SMITH, Justice, for the Court:

STATEMENT OF THE CASE

¶ 1. On January 30, 1993, William Sligh and Gene Lorance were involved in an automobile accident. William was paralyzed as a result of the accident. Gene Lorance was the son of Arthur and Edith Lorance. On September 7, 1988, Edith Lorance executed a trust agreement whereby an inter vivos trust consisting of $100,000 was created for the benefit of herself and her adult son Gene Lorance. By its terms, the trust was to continue during the lifetime of Edith Lorance and Gene Lorance, terminating on the death of the survivor of either. At that point, the trust property would vest in other beneficiaries. By the terms of the trust, First National Bank (hereinafter FNB) was appointed as trustee for the purpose of administering trust assets.

¶ 2. On September 29, 1989, Edith Lorance died, and pursuant to her last will and testament, all of her personal effects, jewelry, household goods and automobiles went to Gene Lorance. Her financial assets went to FNB in trust for Gene Lorance during his lifetime. As trustee for both the inter vivos and testamentary trusts, FNB was given full and complete authority to "expend all or any part of the income or corpus of said trust property for the benefit of Gene Lorance ... Trustee shall exercise the powers herein granted for what may be, in the discretion of ... said Trustee, in the best interest of the said Gene Lorance, and shall pay the said Gene Lorance such sums and at such times as ... said Trustee thinks in his best interest." FNB administered the combined trust assets of approximately $300,000 pursuant to the trust terms, and provided Gene Lorance a monthly stipend of $1500 to provide for his living expenses. *965 Gene Lorance lived alone and paid his own bills.

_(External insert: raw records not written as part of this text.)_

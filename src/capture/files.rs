//! Captured resource units and the naming rules applied to them.

use std::sync::OnceLock;

use regex::Regex;
use serde::{Deserialize, Serialize};
use url::Url;

/// Longest sanitized title used in an archive filename.
pub const MAX_TITLE_LEN: usize = 50;

/// Suffix appended to every downloaded archive.
pub const ARCHIVE_SUFFIX: &str = "-frontend.zip";

/// One captured stylesheet, script or asset.
#[derive(Debug, Clone, PartialEq, Eq, Serialize, Deserialize)]
#[serde(rename_all = "camelCase")]
pub struct CapturedFile {
    pub filename: String,
    pub content: String,
    /// Absolute URL the content came from; absent for inline blocks
    #[serde(default, skip_serializing_if = "Option::is_none")]
    pub source_url: Option<String>,
    pub is_inline: bool,
    /// Set for cross-origin resources whose content was not fetched
    #[serde(default, skip_serializing_if = "std::ops::Not::not")]
    pub is_external: bool,
    /// Archive subfolder under `assets/`; only meaningful for assets
    #[serde(default, skip_serializing_if = "Option::is_none")]
    pub asset_type: Option<String>,
}

impl CapturedFile {
    pub fn inline(filename: impl Into<String>, content: impl Into<String>) -> Self {
        Self {
            filename: filename.into(),
            content: content.into(),
            source_url: None,
            is_inline: true,
            is_external: false,
            asset_type: None,
        }
    }

    pub fn fetched(
        filename: impl Into<String>,
        content: impl Into<String>,
        source_url: impl Into<String>,
    ) -> Self {
        Self {
            filename: filename.into(),
            content: content.into(),
            source_url: Some(source_url.into()),
            is_inline: false,
            is_external: false,
            asset_type: None,
        }
    }

    /// Stand-in for a cross-origin script that was deliberately not fetched.
    pub fn external_placeholder(filename: impl Into<String>, source_url: &str) -> Self {
        Self {
            filename: filename.into(),
            content: format!(
                "// External script from {}\n// Note: Content not available due to cross-origin restrictions",
                source_url
            ),
            source_url: Some(source_url.to_string()),
            is_inline: false,
            is_external: true,
            asset_type: None,
        }
    }

    pub fn with_asset_type(mut self, asset_type: impl Into<String>) -> Self {
        self.asset_type = Some(asset_type.into());
        self
    }

    /// Content length in bytes.
    pub fn size(&self) -> u64 {
        self.content.len() as u64
    }
}

/// Derive an archive filename from a resource URL.
///
/// Takes the last path segment; when it is missing or has no extension, a
/// `file-<timestamp>.<ext>` name is synthesized instead. Every character
/// outside `[A-Za-z0-9.]` is then replaced with `_`, so a synthesized name
/// for a parsed URL reads `file_<timestamp>.<ext>`. A URL that does not parse
/// gets the synthesized name as is.
pub fn filename_from_url(url: &str, default_ext: &str, timestamp_ms: i64) -> String {
    let synthesized = || format!("file-{}.{}", timestamp_ms, default_ext);

    let name = match Url::parse(url) {
        Ok(parsed) => match parsed.path().rsplit('/').next() {
            Some(segment) if segment.contains('.') => segment.to_string(),
            _ => synthesized(),
        },
        Err(_) => return synthesized(),
    };

    name.chars()
        .map(|c| {
            if c.is_ascii_alphanumeric() || c == '.' {
                c
            } else {
                '_'
            }
        })
        .collect()
}

fn non_alphanumeric_runs() -> &'static Regex {
    static RE: OnceLock<Regex> = OnceLock::new();
    RE.get_or_init(|| Regex::new(r"[^A-Za-z0-9]+").expect("static regex"))
}

/// Turn a page title into a filesystem-safe stem.
///
/// Runs of non-alphanumeric characters collapse to a single `_` and the
/// result is cut to [`MAX_TITLE_LEN`] characters. Applying it twice yields
/// the same string.
pub fn sanitize_title(title: &str) -> String {
    let collapsed = non_alphanumeric_runs().replace_all(title, "_");
    collapsed.chars().take(MAX_TITLE_LEN).collect()
}

/// Filename offered when saving the archive for `title`.
pub fn archive_filename(title: &str) -> String {
    let stem = sanitize_title(title);
    let stem = if stem.is_empty() { "page".to_string() } else { stem };
    format!("{}{}", stem, ARCHIVE_SUFFIX)
}

/// Pick the `assets/<type>` folder for a file from its MIME type.
pub fn asset_type_for(filename: &str) -> &'static str {
    match mime_guess::from_path(filename).first() {
        Some(mime) => match mime.type_().as_str() {
            "image" => "images",
            "font" => "fonts",
            "audio" | "video" => "media",
            _ => "other",
        },
        None => "other",
    }
}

¶ 3. On August 21, 1990, Gene Lorance obtained financing from FNB and purchased a 1991 Chevrolet S-10 pick-up truck from Harreld Chevrolet.

¶ 4. On January 30, 1993, two and one-half years after Lorance purchased the truck, Lorance was operating his truck while under the influence of alcohol when he collided head on with the vehicle being operated by William Sligh.

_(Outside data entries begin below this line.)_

use std::fs;
use std::path::{Path, PathBuf};
use std::time::Duration;

use serde::Deserialize;

use crate::agent::{AgentOptions, DEFAULT_INJECTION_MARKER, DEFAULT_USER_AGENT};
use crate::util::paths::{config_path, default_download_dir};

/// Example configuration file contents (bundled with the binary)
pub const EXAMPLE_CONFIG: &str = include_str!("config.toml.example");

/// Application configuration
#[derive(Debug, Clone, PartialEq, Eq)]
pub struct Config {
    pub fetch: FetchConfig,
    pub agent: AgentConfig,
    pub download: DownloadConfig,
}

#[derive(Debug, Clone, PartialEq, Eq)]
pub struct FetchConfig {
    /// Per-request timeout in seconds
    pub timeout_secs: u64,
    pub user_agent: String,
    /// Fetches in flight at once within a category
    pub concurrency: usize,
}

#[derive(Debug, Clone, PartialEq, Eq)]
pub struct AgentConfig {
    /// Scripts containing this string are treated as injected tooling
    pub injection_marker: String,
}

#[derive(Debug, Clone, PartialEq, Eq)]
pub struct DownloadConfig {
    /// Where archives are saved
    pub output_dir: PathBuf,
    /// Replace an existing archive instead of numbering the new one
    pub overwrite: bool,
}

impl Default for Config {
    fn default() -> Self {
        Self {
            fetch: FetchConfig {
                timeout_secs: 15,
                user_agent: DEFAULT_USER_AGENT.to_string(),
                concurrency: 1,
            },
            agent: AgentConfig {
                injection_marker: DEFAULT_INJECTION_MARKER.to_string(),
            },
            download: DownloadConfig {
                output_dir: default_download_dir(),
                overwrite: false,
            },
        }
    }
}

#[derive(Debug, Clone, Default, Deserialize)]
pub struct TomlFetchConfig {
    pub timeout_secs: Option<u64>,
    pub user_agent: Option<String>,
    pub concurrency: Option<usize>,
}

#[derive(Debug, Clone, Default, Deserialize)]
pub struct TomlAgentConfig {
    pub injection_marker: Option<String>,
}

#[derive(Debug, Clone, Default, Deserialize)]
pub struct TomlDownloadConfig {
    pub output_dir: Option<PathBuf>,
    pub overwrite: Option<bool>,
}

/// TOML representation of the config file
#[derive(Debug, Clone, Default, Deserialize)]
pub struct TomlConfig {
    pub fetch: Option<TomlFetchConfig>,
    pub agent: Option<TomlAgentConfig>,
    pub download: Option<TomlDownloadConfig>,
}

impl Config {
    /// Load configuration from file, merging with defaults
    pub fn load() -> Self {
        let config_file = config_path();

        // Create example config on first run
        if !config_file.exists() {
            Self::create_default_config(&config_file);
        }

        Self::load_from(&config_file)
    }

    /// Merge the file at `path` over the defaults. A missing or unreadable
    /// file yields the defaults.
    pub fn load_from(path: &Path) -> Self {
        let contents = match fs::read_to_string(path) {
            Ok(contents) => contents,
            Err(e) => {
                tracing::debug!(path = %path.display(), error = %e, "No config file loaded");
                return Config::default();
            }
        };

        match Self::from_toml_str(&contents) {
            Ok(config) => config,
            Err(e) => {
                tracing::warn!(path = %path.display(), error = %e, "Ignoring invalid config file");
                Config::default()
            }
        }
    }

    pub fn from_toml_str(contents: &str) -> Result<Self, toml::de::Error> {
        let toml_config = toml::from_str::<TomlConfig>(contents)?;
        let mut config = Config::default();

        if let Some(fetch) = toml_config.fetch {
            if let Some(timeout_secs) = fetch.timeout_secs {
                config.fetch.timeout_secs = timeout_secs.max(1);
            }
            if let Some(user_agent) = fetch.user_agent {
                config.fetch.user_agent = user_agent;
            }
            if let Some(concurrency) = fetch.concurrency {
                config.fetch.concurrency = concurrency.max(1);
            }
        }

        if let Some(agent) = toml_config.agent {
            if let Some(marker) = agent.injection_marker {
                config.agent.injection_marker = marker;
            }
        }

        if let Some(download) = toml_config.download {
            if let Some(output_dir) = download.output_dir {
                config.download.output_dir = expand_home(output_dir);
            }
            if let Some(overwrite) = download.overwrite {
                config.download.overwrite = overwrite;
            }
        }

        Ok(config)
    }

    /// Create the default config file from the bundled example
    fn create_default_config(path: &Path) {
        // Ensure parent directory exists
        if let Some(parent) = path.parent() {
            if !parent.exists() {
                if let Err(e) = fs::create_dir_all(parent) {
                    tracing::warn!(error = %e, "Failed to create config directory");
                    return;
                }
            }
        }

        if let Err(e) = fs::write(path, EXAMPLE_CONFIG) {
            tracing::warn!(error = %e, "Failed to write default config");
        }
    }

    pub fn fetch_timeout(&self) -> Duration {
        Duration::from_secs(self.fetch.timeout_secs)
    }

    pub fn agent_options(&self) -> AgentOptions {
        AgentOptions::default()
            .with_injection_marker(self.agent.injection_marker.clone())
            .with_fetch_concurrency(self.fetch.concurrency)
    }

    pub fn with_timeout_secs(mut self, secs: u64) -> Self {
        self.fetch.timeout_secs = secs.max(1);
        self
    }

    pub fn with_concurrency(mut self, concurrency: usize) -> Self {
        self.fetch.concurrency = concurrency.max(1);
        self
    }

    pub fn with_output_dir(mut self, dir: PathBuf) -> Self {
        self.download.output_dir = dir;
        self
    }

    pub fn with_overwrite(mut self, overwrite: bool) -> Self {
        self.download.overwrite = overwrite;
        self
    }
}

/// `~/x` becomes `$HOME/x`.
fn expand_home(path: PathBuf) -> PathBuf {
    match path.strip_prefix("~") {
        Ok(rest) => match dirs::home_dir() {
            Some(home) => home.join(rest),
            None => path,
        },
        Err(_) => path,
    }
}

¶ 5. The complaint in this case was filed by William and Lucy Sligh against FNB and Harreld Chevrolet in the Circuit Court of Madison County, Mississippi, on September 23, 1994. On February 12, 1997, the trial court granted Harreld Chevrolet's Motion for Summary Judgment. On May 9, 1997, the trial court granted FNB's Motion for Summary Judgment. William and Lucy Sligh moved for reconsideration of both orders, which were denied by the lower court. It is from this judgment that the Slighs appeal. This is an appeal from a summary judgment predicated on the finding that there are no disputed issues of fact which could conceivably give rise to a prima facie case. The following issues are presented to this Court on appeal:

I. THE TRIAL COURT'S GRANT OF SUMMARY JUDGMENT FOR HARRELD CHEVROLET WAS ERROR.

A. HARRELD CHEVROLET IS LIABLE FOR NEGLIGENT ENTRUSTMENT.

B. HARRELD CHEVROLET IS LIABLE FOR SUPPLYING LORANCE WITH A DANGEROUS INSTRUMENTALITY.

C. THE NEGLIGENCE OF HARRELD CHEVROLET WAS A PROXIMATE CAUSE OF WILLIAM SLIGH'S INJURIES.

II. THE TRIAL COURT'S GRANT OF SUMMARY JUDGMENT FOR FIRST NATIONAL BANK WAS ERROR.

A. THE BANK'S RELATIONSHIP WITH LORANCE CREATED LEGAL DUTIES OF THE BANK.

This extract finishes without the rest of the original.